The volume opens with the familiar account of the destruction of the Vesuvian towns in 79 C.E. but notably includes an excellent, if brief, discussion (with illustrations) of the skeletons uncovered on the beach in the 1980s and of the jewelry, surgical instruments, and other items that those fleeing the catastrophic eruption considered their most precious possessions and hoped to retain if they made it to safety. There follows a history of the excavations that features archival photographs (among the few black-and-white illustrations in the book) and then, in turn, a survey of Herculaneum’s public and private buildings and associated finds, the most famous of which are on display in the Museo Archeologico Nazionale in Naples. Happily, the illustrations, while including, as they should, the “usual suspects,” also reproduce many finds that are inaccessible to the public because they are not in Naples, but in Herculaneum’s Deposito Archeologico (excavation storage area). One of the latter is a Pentelic marble head of an Amazon from the Basilica Noniana with its painted hair and eyes nearly perfectly preserved.
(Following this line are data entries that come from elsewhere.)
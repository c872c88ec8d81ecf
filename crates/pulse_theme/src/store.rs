//! Theme preference store
//!
//! Single source of truth for the color scheme preference. Every mutation
//! is applied to the in-memory state synchronously, then handed back as a
//! future that performs the one durable write. What views render never
//! waits on storage.
//!
//! ```rust,ignore
//! let store = ThemePreferenceStore::init(storage, appearance);
//! store.initialize().await;
//!
//! // In-memory state is already dark when this line returns the future.
//! let persisted = store.set_color_scheme(ColorScheme::Dark);
//! persisted.await;
//! ```

use std::fmt;
use std::future::Future;
use std::sync::atomic::{AtomicBool, Ordering};
use std::sync::{Arc, Mutex, OnceLock, RwLock, TryLockError};

use slotmap::{new_key_type, SlotMap};

use crate::appearance::{Appearance, AppearanceSource, ListenerId};
use crate::preference::{ThemePreference, STORAGE_KEY};
use crate::storage::PreferenceStorage;
use crate::theme::{ColorScheme, Theme};

/// Global store instance
static THEME_STORE: OnceLock<Arc<ThemePreferenceStore>> = OnceLock::new();

/// Global redraw callback - set by the app layer to trigger UI updates
static REDRAW_CALLBACK: Mutex<Option<fn()>> = Mutex::new(None);

/// Set the redraw callback function
///
/// Called after every preference change, after subscribers have run.
pub fn set_redraw_callback(callback: fn()) {
    *REDRAW_CALLBACK.lock().unwrap_or_else(|e| e.into_inner()) = Some(callback);
}

fn trigger_redraw() {
    let callback = *REDRAW_CALLBACK.lock().unwrap_or_else(|e| e.into_inner());
    if let Some(callback) = callback {
        callback();
    }
}

new_key_type! {
    /// Handle returned by [`ThemePreferenceStore::subscribe`]
    pub struct SubscriptionId;
}

/// Called with the new preference after each change
pub type ChangeListener = Arc<dyn Fn(ThemePreference) + Send + Sync>;

/// Process-wide color scheme preference
pub struct ThemePreferenceStore {
    state: RwLock<ThemePreference>,
    storage: Arc<dyn PreferenceStorage>,
    appearance: Arc<dyn AppearanceSource>,
    listeners: RwLock<SlotMap<SubscriptionId, ChangeListener>>,
    /// Last state handed to listeners; held for the whole delivery
    delivered: Mutex<ThemePreference>,
    /// Set when the state changed and listeners have not seen it yet
    dirty: AtomicBool,
    appearance_listener: ListenerId,
}

impl ThemePreferenceStore {
    /// Create a store in the default `{light, system}` state
    ///
    /// Registers the OS appearance listener on `appearance`. The listener
    /// holds a weak reference and is removed when the store is dropped.
    pub fn new(
        storage: Arc<dyn PreferenceStorage>,
        appearance: Arc<dyn AppearanceSource>,
    ) -> Arc<Self> {
        Arc::new_cyclic(|weak: &std::sync::Weak<Self>| {
            let weak = weak.clone();
            let appearance_listener = appearance.subscribe(Box::new(move |appearance| {
                if let Some(store) = weak.upgrade() {
                    store.on_appearance_changed(appearance);
                }
            }));

            Self {
                state: RwLock::new(ThemePreference::default()),
                storage,
                appearance,
                listeners: RwLock::new(SlotMap::with_key()),
                delivered: Mutex::new(ThemePreference::default()),
                dirty: AtomicBool::new(false),
                appearance_listener,
            }
        })
    }

    /// Initialize the global store (call once at app startup)
    ///
    /// The first call wins; later calls return the existing store.
    pub fn init(
        storage: Arc<dyn PreferenceStorage>,
        appearance: Arc<dyn AppearanceSource>,
    ) -> Arc<Self> {
        if let Some(existing) = THEME_STORE.get() {
            tracing::warn!("ThemePreferenceStore::init called more than once; keeping the first store");
            return Arc::clone(existing);
        }
        Arc::clone(THEME_STORE.get_or_init(|| Self::new(storage, appearance)))
    }

    /// Get the global store instance
    pub fn get() -> &'static Arc<ThemePreferenceStore> {
        THEME_STORE
            .get()
            .expect("ThemePreferenceStore not initialized. Call ThemePreferenceStore::init() at app startup.")
    }

    /// Try to get the global store (returns None if not initialized)
    pub fn try_get() -> Option<&'static Arc<ThemePreferenceStore>> {
        THEME_STORE.get()
    }

    // ========== Startup ==========

    /// Load the saved preference, or seed it from the OS on first run
    ///
    /// Never fails. An unreadable record is discarded and treated as a first
    /// run; a storage read error resets to the default `{light, system}`.
    pub async fn initialize(&self) {
        match self.storage.get(STORAGE_KEY).await {
            Ok(Some(raw)) => match ThemePreference::from_json(&raw) {
                Ok(saved) => {
                    tracing::debug!("ThemePreferenceStore::initialize - restored {:?}", saved);
                    self.update(|_| saved);
                    return;
                }
                Err(e) => {
                    tracing::warn!("Discarding unreadable theme settings: {}", e);
                }
            },
            Ok(None) => {}
            Err(e) => {
                tracing::error!("Failed to load theme settings: {}", e);
                self.update(|_| ThemePreference::default());
                return;
            }
        }

        let scheme = self.appearance.current().color_scheme();
        tracing::debug!("ThemePreferenceStore::initialize - first run, system is {}", scheme);
        self.update(|_| ThemePreference::system(scheme));
    }

    // ========== Snapshot ==========

    pub fn preference(&self) -> ThemePreference {
        *self.state.read().unwrap_or_else(|e| e.into_inner())
    }

    pub fn color_scheme(&self) -> ColorScheme {
        self.preference().color_scheme
    }

    pub fn is_system_theme(&self) -> bool {
        self.preference().is_system_theme
    }

    /// Canonical theme for the current scheme
    pub fn theme(&self) -> &'static Theme {
        Theme::for_scheme(self.color_scheme())
    }

    /// Current OS appearance, as reported by the source
    pub fn system_appearance(&self) -> Appearance {
        self.appearance.current()
    }

    // ========== Mutators ==========

    /// Explicitly pick a scheme, leaving system-follow mode
    ///
    /// The in-memory state changes before this returns. The returned future
    /// performs the durable write; dropping it skips persistence.
    #[must_use = "the preference is only persisted when the returned future is awaited"]
    pub fn set_color_scheme(&self, scheme: ColorScheme) -> impl Future<Output = ()> + Send + 'static {
        let next = self.update(|_| ThemePreference::manual(scheme));
        self.persist(next)
    }

    /// Switch to the opposite scheme, leaving system-follow mode
    #[must_use = "the preference is only persisted when the returned future is awaited"]
    pub fn toggle_color_scheme(&self) -> impl Future<Output = ()> + Send + 'static {
        let next = self.update(|current| ThemePreference::manual(current.color_scheme.toggle()));
        self.persist(next)
    }

    /// Enter or leave system-follow mode
    ///
    /// Entering re-reads the OS appearance. Leaving keeps the current scheme.
    #[must_use = "the preference is only persisted when the returned future is awaited"]
    pub fn set_is_system_theme(&self, value: bool) -> impl Future<Output = ()> + Send + 'static {
        let next = if value {
            let scheme = self.appearance.current().color_scheme();
            self.update(|_| ThemePreference::system(scheme))
        } else {
            self.update(|current| ThemePreference::manual(current.color_scheme))
        };
        self.persist(next)
    }

    fn on_appearance_changed(&self, appearance: Appearance) {
        let scheme = appearance.color_scheme();
        self.update(|current| {
            if current.is_system_theme {
                ThemePreference::system(scheme)
            } else {
                tracing::trace!("ignoring OS appearance {} (user override active)", appearance);
                current
            }
        });
    }

    // ========== Subscriptions ==========

    /// Register a change listener
    pub fn subscribe<F>(&self, listener: F) -> SubscriptionId
    where
        F: Fn(ThemePreference) + Send + Sync + 'static,
    {
        self.listeners
            .write()
            .unwrap_or_else(|e| e.into_inner())
            .insert(Arc::new(listener))
    }

    /// Remove a change listener. Returns false if it was already gone.
    pub fn unsubscribe(&self, id: SubscriptionId) -> bool {
        self.listeners
            .write()
            .unwrap_or_else(|e| e.into_inner())
            .remove(id)
            .is_some()
    }

    // ========== Internals ==========

    /// Replace the state and notify on change. Returns the new state.
    fn update(&self, f: impl FnOnce(ThemePreference) -> ThemePreference) -> ThemePreference {
        let mut state = self.state.write().unwrap_or_else(|e| e.into_inner());
        let previous = *state;
        let next = f(previous);
        *state = next;
        if next != previous {
            self.dirty.store(true, Ordering::SeqCst);
        }
        drop(state);

        if next != previous {
            tracing::debug!(
                "ThemePreferenceStore - {:?} -> {:?}",
                previous,
                next
            );
            self.notify();
        }
        next
    }

    /// Deliver the current state until listeners have caught up
    ///
    /// One thread delivers at a time and always reads the latest state, so
    /// the last value every listener sees is the store's state. A change
    /// made while another delivery is running (on another thread, or
    /// re-entrantly from a listener) is picked up by that delivery.
    fn notify(&self) {
        loop {
            let mut delivered = match self.delivered.try_lock() {
                Ok(guard) => guard,
                Err(TryLockError::Poisoned(e)) => e.into_inner(),
                Err(TryLockError::WouldBlock) => return,
            };

            while self.dirty.swap(false, Ordering::SeqCst) {
                let current = self.preference();
                if current == *delivered {
                    continue;
                }
                *delivered = current;

                // Snapshot so listeners may subscribe/unsubscribe re-entrantly.
                let listeners: Vec<ChangeListener> = self
                    .listeners
                    .read()
                    .unwrap_or_else(|e| e.into_inner())
                    .values()
                    .cloned()
                    .collect();
                for listener in listeners {
                    listener(current);
                }
                trigger_redraw();
            }
            drop(delivered);

            // A change may have landed between the last check and the unlock.
            if !self.dirty.load(Ordering::SeqCst) {
                return;
            }
        }
    }

    /// Single write attempt; failures are logged and swallowed
    fn persist(&self, preference: ThemePreference) -> impl Future<Output = ()> + Send + 'static {
        let storage = Arc::clone(&self.storage);
        let payload = preference.to_json();
        async move {
            let payload = match payload {
                Ok(payload) => payload,
                Err(e) => {
                    tracing::warn!("Failed to serialize theme settings: {}", e);
                    return;
                }
            };
            if let Err(e) = storage.set(STORAGE_KEY, payload).await {
                tracing::warn!("Failed to save theme settings: {}", e);
            }
        }
    }
}

impl Drop for ThemePreferenceStore {
    fn drop(&mut self) {
        self.appearance.unsubscribe(self.appearance_listener);
    }
}

impl fmt::Debug for ThemePreferenceStore {
    fn fmt(&self, f: &mut fmt::Formatter<'_>) -> fmt::Result {
        f.debug_struct("ThemePreferenceStore")
            .field("state", &self.preference())
            .field(
                "listeners",
                &self.listeners.read().unwrap_or_else(|e| e.into_inner()).len(),
            )
            .finish()
    }
}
Given that houses fill almost all of the excavated insulae of Herculaneum, it is not surprising that the core of Guidobaldi and Esposito’s volume is devoted to Roman domestic architecture, mural painting, sculpture, and furniture. Also figuring prominently are the extramural villas, including, as expected, the extraordinarily rich Villa of the Papyri, but also the Villa of the Royal Stables at Portici, a seafront villa excavated in the 18th century beneath the horse stables of the Bourbon Palazzo Reale. Among the hundreds of color photographs documenting domestic life in Herculaneum are many that present finds that are almost without parallel elsewhere, even in the other sites buried by Vesuvian lava and ash—carbonized wood partitions, doors, shelves, and chests; a wood portrait head of a woman found in the House of Wattlework (Casa a Graticcio, i.e., constructed of opus craticium); and many examples of frescoed and stuccoed walls and ceilings from the upper floors of buildings—a rarity at Pompeii. Of special note are the photographs of little-reproduced but important examples of Campanian painting, such as those in the House of the Tuscan Colonnade (Casa del Colonnato Tuscanico), the House of the Black Salon (Casa del Salone Nero), and the College of the Augustales.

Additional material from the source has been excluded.